In all seriousness, Ramona looked straight at her and declared, “You’re in love with Dr. Cooper.”

It took some work, but Penny was just able to restrain her laughter. “Uh, yeah, no, that’s not it.”

Ramona shook her head and moved closer, forcing Penny to step backward. “Don’t try to deny it. He’s a remarkable man, but you have to let him go.”

 _She really is a lunatic_ , Penny thought. _Okay, the best way to deal with a crazy person is to make them think they have what they want._ “Oh, gee, okay.”

The other woman took on the air of a cult follower. “I know it’s hard, but he’s a gift to the whole world, and we can’t be selfish.”

About to agree and push Ramona out of her apartment, Penny remembered her promise to Sheldon. “Well, if you want to give him a gift, ease off the slave-driver routine.”

“I’m sorry?”

“Even the great minds need time to rest and power down. Let him have some fun every so often,” Penny urged.

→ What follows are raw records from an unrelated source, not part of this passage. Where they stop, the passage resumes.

//! The cart actor: single source of truth for the in-progress order.
//!
//! ## Key Types
//!
//! - [`CartActor`]: owns the ordered line collection and processes requests.
//! - [`CartRequest`]: the message enum carrying one operation each.
//!
//! ## Concurrency Model
//!
//! The actor processes its messages sequentially in one task, so the line
//! collection needs no locking and every read of the totals observes a fully
//! settled state. Each mutation runs to completion before the next request
//! is taken off the channel.

use crate::model::{CartLine, CartTotals, Item};
use crate::notify::{Notifier, Severity};
use tokio::sync::{mpsc, oneshot};
use tracing::{debug, info};

/// Requests the cart actor understands.
///
/// Each variant carries a `oneshot` responder so the caller can await
/// completion. Mutating operations respond with `()` once the state has
/// settled; reads respond with a snapshot. There is no error channel:
/// every operation is total over its input domain, and acting on an id
/// that is not in the cart is a deliberate no-op.
#[derive(Debug)]
pub enum CartRequest {
    /// Add one unit of `item`: increment an existing line in place, or
    /// append a fresh line with quantity 1.
    AddItem {
        item: Item,
        respond_to: oneshot::Sender<()>,
    },
    /// Remove the line with this id entirely, if present.
    RemoveItem {
        id: u32,
        respond_to: oneshot::Sender<()>,
    },
    /// Set the line's quantity to an absolute value. A value of zero or
    /// below removes the line instead.
    UpdateQuantity {
        id: u32,
        quantity: i64,
        respond_to: oneshot::Sender<()>,
    },
    /// Empty the cart unconditionally.
    Clear { respond_to: oneshot::Sender<()> },
    /// Snapshot of the ordered lines.
    Lines {
        respond_to: oneshot::Sender<Vec<CartLine>>,
    },
    /// Totals recomputed from the current lines.
    Totals {
        respond_to: oneshot::Sender<CartTotals>,
    },
}

/// The actor that owns the cart state for one session.
///
/// Holds the ordered collection of lines (insertion order is preserved so
/// the first-added item stays first unless removed) and the notifier the
/// session was wired with. Created via [`crate::cart_actor::new`].
pub struct CartActor {
    receiver: mpsc::Receiver<CartRequest>,
    lines: Vec<CartLine>,
    notifier: Box<dyn Notifier>,
}

impl CartActor {
    pub(super) fn with_channel(
        receiver: mpsc::Receiver<CartRequest>,
        notifier: Box<dyn Notifier>,
    ) -> Self {
        Self {
            receiver,
            lines: Vec::new(),
            notifier,
        }
    }

    /// Runs the actor's event loop until every client is dropped.
    ///
    /// The session starts empty and nothing survives the loop: when the
    /// channel closes the lines are dropped with the actor.
    pub async fn run(mut self) {
        info!("Cart session started");

        while let Some(msg) = self.receiver.recv().await {
            match msg {
                CartRequest::AddItem { item, respond_to } => {
                    debug!(item_id = item.id, name = %item.name, "AddItem");
                    self.add_item(item);
                    let _ = respond_to.send(());
                }
                CartRequest::RemoveItem { id, respond_to } => {
                    debug!(item_id = id, "RemoveItem");
                    self.remove_item(id);
                    let _ = respond_to.send(());
                }
                CartRequest::UpdateQuantity {
                    id,
                    quantity,
                    respond_to,
                } => {
                    debug!(item_id = id, quantity, "UpdateQuantity");
                    self.update_quantity(id, quantity);
                    let _ = respond_to.send(());
                }
                CartRequest::Clear { respond_to } => {
                    debug!("Clear");
                    self.clear();
                    let _ = respond_to.send(());
                }
                CartRequest::Lines { respond_to } => {
                    debug!(lines = self.lines.len(), "Lines");
                    let _ = respond_to.send(self.lines.clone());
                }
                CartRequest::Totals { respond_to } => {
                    let totals = CartTotals::of(&self.lines);
                    debug!(items = totals.items, price = totals.price, "Totals");
                    let _ = respond_to.send(totals);
                }
            }
        }

        info!(lines = self.lines.len(), "Cart session ended");
    }

    fn add_item(&mut self, item: Item) {
        if let Some(line) = self.lines.iter_mut().find(|line| line.id == item.id) {
            // Existing line: bump quantity in place, position unchanged.
            line.quantity += 1;
            info!(item_id = item.id, quantity = line.quantity, "Incremented line");
            self.notifier.notify(
                &format!("Added another {} to your order", item.name),
                Severity::Success,
            );
        } else {
            self.lines.push(CartLine::first_of(&item));
            info!(item_id = item.id, lines = self.lines.len(), "Appended line");
            self.notifier.notify(
                &format!("Added {} to your order", item.name),
                Severity::Success,
            );
        }
    }

    fn remove_item(&mut self, id: u32) {
        // Silent no-op when the id is not in the cart: nothing to remove,
        // nothing to announce.
        let Some(index) = self.lines.iter().position(|line| line.id == id) else {
            debug!(item_id = id, "RemoveItem on absent id, ignoring");
            return;
        };
        let removed = self.lines.remove(index);
        info!(item_id = id, lines = self.lines.len(), "Removed line");
        self.notifier.notify(
            &format!("Removed {} from your order", removed.name),
            Severity::Info,
        );
    }

    fn update_quantity(&mut self, id: u32, quantity: i64) {
        if quantity <= 0 {
            // A quantity at or below zero deletes the line, however far
            // below zero the request went.
            self.remove_item(id);
            return;
        }
        // Absolute set, saturating at u32::MAX so an oversized request can
        // never wrap back into the deleted-line range. An absent id is left
        // absent: only AddItem creates lines.
        if let Some(line) = self.lines.iter_mut().find(|line| line.id == id) {
            line.quantity = u32::try_from(quantity).unwrap_or(u32::MAX);
            info!(item_id = id, quantity = line.quantity, "Set line quantity");
        } else {
            debug!(item_id = id, "UpdateQuantity on absent id, ignoring");
        }
    }

    fn clear(&mut self) {
        self.lines.clear();
        info!("Cleared cart");
        self.notifier
            .notify("Your order has been cleared", Severity::Info);
    }
}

“You have no idea what you’re talking about,” Ramona snarked.

Realizing Ramona was beyond help, Penny just shook her head and pushed the other woman out the door. “Holy crap on a cracker.”

* * *

When the entire thing came apart – Leonard later told her that Ramona had tried to weasel in on whatever project she’d been helping Sheldon with – Penny thought about going over to talk to Sheldon, to see if he would need any consolation.

Not in the slightest. Leonard explained that Sheldon had been oblivious enough to Ramona’s physical advances that the entire thing had consisted of her trying to bully him into working so she could claim coauthor credit. _He even has whack-a-doodle style relationships,_ she’d chuckled to herself on her way out, trying to figure out why Leonard left her feeling uneasy. He was nice enough, but she got the sense that he was waiting for any kind of indication from her that she was interested to make a move.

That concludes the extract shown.